Only these lines are needed: the first line of the entries below through the line with "pub mod logging;", each returned exactly.
Source data below:
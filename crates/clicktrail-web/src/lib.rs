//! Browser bindings for clicktrail.
//!
//! Everything here targets `wasm32-unknown-unknown`; native builds compile to
//! an empty library and the behavior lives in `clicktrail-common`.

#[cfg(target_arch = "wasm32")]
pub mod banner;
#[cfg(target_arch = "wasm32")]
pub mod dom;
#[cfg(target_arch = "wasm32")]
pub mod logging;
#[cfg(target_arch = "wasm32")]
pub mod ready;
#[cfg(target_arch = "wasm32")]
pub mod tracker;
#[cfg(target_arch = "wasm32")]
pub mod transport;
#[cfg(target_arch = "wasm32")]
pub mod wasm;

#[cfg(target_arch = "wasm32")]
pub use wasm::*;
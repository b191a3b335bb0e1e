//! Transport Abstraction
//!
//! The single point where a click report leaves the page. Browser builds
//! implement it with `fetch`/`sendBeacon`; tests use recording mocks.

use crate::error::TransportError;

/// What the transport knows about a send that did not fail.
#[derive(Debug, Clone, Copy, PartialEq, Eq, Default)]
pub struct DeliveryReceipt {
    /// HTTP status, when the mechanism exposes one. Beacons never do.
    pub status: Option<u16>,
}

#[cfg_attr(not(target_arch = "wasm32"), async_trait::async_trait)]
#[cfg_attr(target_arch = "wasm32", async_trait::async_trait(?Send))]
pub trait Transport {
    /// POST `body` to `endpoint`. Must survive the page unloading mid-flight.
    async fn post(
        &self,
        endpoint: &str,
        content_type: &str,
        body: String,
    ) -> Result<DeliveryReceipt, TransportError>;
}
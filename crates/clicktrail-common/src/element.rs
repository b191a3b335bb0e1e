//! Element View
//!
//! The minimal read-only surface of a page element that label derivation and
//! selector matching need. The browser crate implements it over live DOM
//! elements; `ElementSnapshot` implements it over captured page data.

use serde::{Deserialize, Deserializer, Serialize};
use std::collections::HashMap;

pub trait ElementView {
    /// Lowercase tag name (`a`, `button`, ...).
    fn tag_name(&self) -> String;

    /// Rendered text, untrimmed.
    fn visible_text(&self) -> String;

    fn attribute(&self, name: &str) -> Option<String>;

    fn has_class(&self, class: &str) -> bool;

    /// True when the element is a hyperlink with an `href` attribute.
    fn has_link_target(&self) -> bool {
        matches!(self.tag_name().as_str(), "a" | "area") && self.attribute("href").is_some()
    }
}

/// Filters out null attribute values, which page captures emit for missing attributes.
fn deserialize_nullable_string_map<'de, D>(
    deserializer: D,
) -> Result<HashMap<String, String>, D::Error>
where
    D: Deserializer<'de>,
{
    let map: HashMap<String, Option<String>> = HashMap::deserialize(deserializer)?;
    Ok(map
        .into_iter()
        .filter_map(|(k, v)| v.map(|val| (k, val)))
        .collect())
}

/// A captured element, as produced by a page capture or written by hand.
#[derive(Debug, Clone, Default, Serialize, Deserialize)]
pub struct ElementSnapshot {
    pub tag: String,
    #[serde(default)]
    pub text: String,
    #[serde(default, deserialize_with = "deserialize_nullable_string_map")]
    pub attributes: HashMap<String, String>,
    #[serde(default)]
    pub classes: Vec<String>,
}

impl ElementSnapshot {
    pub fn new(tag: &str) -> Self {
        Self {
            tag: tag.to_string(),
            ..Default::default()
        }
    }

    pub fn with_text(mut self, text: &str) -> Self {
        self.text = text.to_string();
        self
    }

    pub fn with_attr(mut self, name: &str, value: &str) -> Self {
        self.attributes.insert(name.to_string(), value.to_string());
        self
    }

    pub fn with_class(mut self, class: &str) -> Self {
        self.classes.push(class.to_string());
        self
    }
}

impl ElementView for ElementSnapshot {
    fn tag_name(&self) -> String {
        self.tag.to_ascii_lowercase()
    }

    fn visible_text(&self) -> String {
        self.text.clone()
    }

    fn attribute(&self, name: &str) -> Option<String> {
        self.attributes.get(name).cloned()
    }

    fn has_class(&self, class: &str) -> bool {
        // Captures sometimes carry the raw `class` attribute instead of a list.
        self.classes.iter().any(|c| c == class)
            || self
                .attributes
                .get("class")
                .is_some_and(|raw| raw.split_ascii_whitespace().any(|c| c == class))
    }
}

#[cfg(test)]
mod tests {
    use super::*;

    #[test]
    fn test_null_attributes_dropped() {
        let snapshot: ElementSnapshot = serde_json::from_str(
            r#"{"tag": "A", "text": "Home", "attributes": {"href": "/", "title": null}}"#,
        )
        .unwrap();

        assert_eq!(snapshot.tag_name(), "a");
        assert_eq!(snapshot.attribute("href").as_deref(), Some("/"));
        assert_eq!(snapshot.attribute("title"), None);
    }

    #[test]
    fn test_link_target_requires_href() {
        assert!(ElementSnapshot::new("a").with_attr("href", "").has_link_target());
        assert!(!ElementSnapshot::new("a").has_link_target());
        assert!(!ElementSnapshot::new("button").with_attr("href", "/x").has_link_target());
    }

    #[test]
    fn test_class_from_raw_attribute() {
        let snapshot = ElementSnapshot::new("a").with_attr("class", "btn  whatsapp-float");
        assert!(snapshot.has_class("whatsapp-float"));
        assert!(!snapshot.has_class("whatsapp"));
    }
}
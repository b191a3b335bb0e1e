use clicktrail_common::config::{ConfigError, ConfigLoader, schema::ClickTrailConfig};
use std::path::{Path, PathBuf};
use thiserror::Error;
use tracing::debug;

#[derive(Debug, Error)]
pub enum LoadError {
    #[error("Failed to read {path}: {source}")]
    Io {
        path: PathBuf,
        source: std::io::Error,
    },
    #[error(transparent)]
    Config(#[from] ConfigError),
}

/// Load from default locations:
/// 1. ./clicktrail.yaml
/// 2. ~/.clicktrail/config.yaml
/// 3. Default configuration
pub async fn load_default() -> Result<ClickTrailConfig, LoadError> {
    let local_config = PathBuf::from("./clicktrail.yaml");
    if local_config.exists() {
        return load_from(&local_config).await;
    }

    if let Some(home) = dirs::home_dir() {
        let home_config = home.join(".clicktrail").join("config.yaml");
        if home_config.exists() {
            return load_from(&home_config).await;
        }
    }

    debug!("no config file found, using defaults");
    Ok(ClickTrailConfig::default())
}

/// Load a config file. `.json` files are parsed as JSON, anything else as YAML.
pub async fn load_from(path: &Path) -> Result<ClickTrailConfig, LoadError> {
    let content = tokio::fs::read_to_string(path)
        .await
        .map_err(|source| LoadError::Io {
            path: path.to_path_buf(),
            source,
        })?;
    debug!(path = %path.display(), "loading config");

    let is_json = path
        .extension()
        .is_some_and(|ext| ext.eq_ignore_ascii_case("json"));
    let config = if is_json {
        ConfigLoader::from_json(&content)?
    } else {
        ConfigLoader::from_yaml(&content)?
    };
    Ok(config)
}

/// Explicit path if given, default locations otherwise.
pub async fn load(path: Option<&Path>) -> Result<ClickTrailConfig, LoadError> {
    match path {
        Some(path) => load_from(path).await,
        None => load_default().await,
    }
}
End of Source data.
> **Task output**
filename crates/clicktrail-web/src/lib.rs
//! Browser bindings for clicktrail.
//!
//! Everything here targets `wasm32-unknown-unknown`; native builds compile to
//! an empty library and the behavior lives in `clicktrail-common`.

#[cfg(target_arch = "wasm32")]
pub mod banner;
#[cfg(target_arch = "wasm32")]
pub mod dom;
#[cfg(target_arch = "wasm32")]
pub mod logging;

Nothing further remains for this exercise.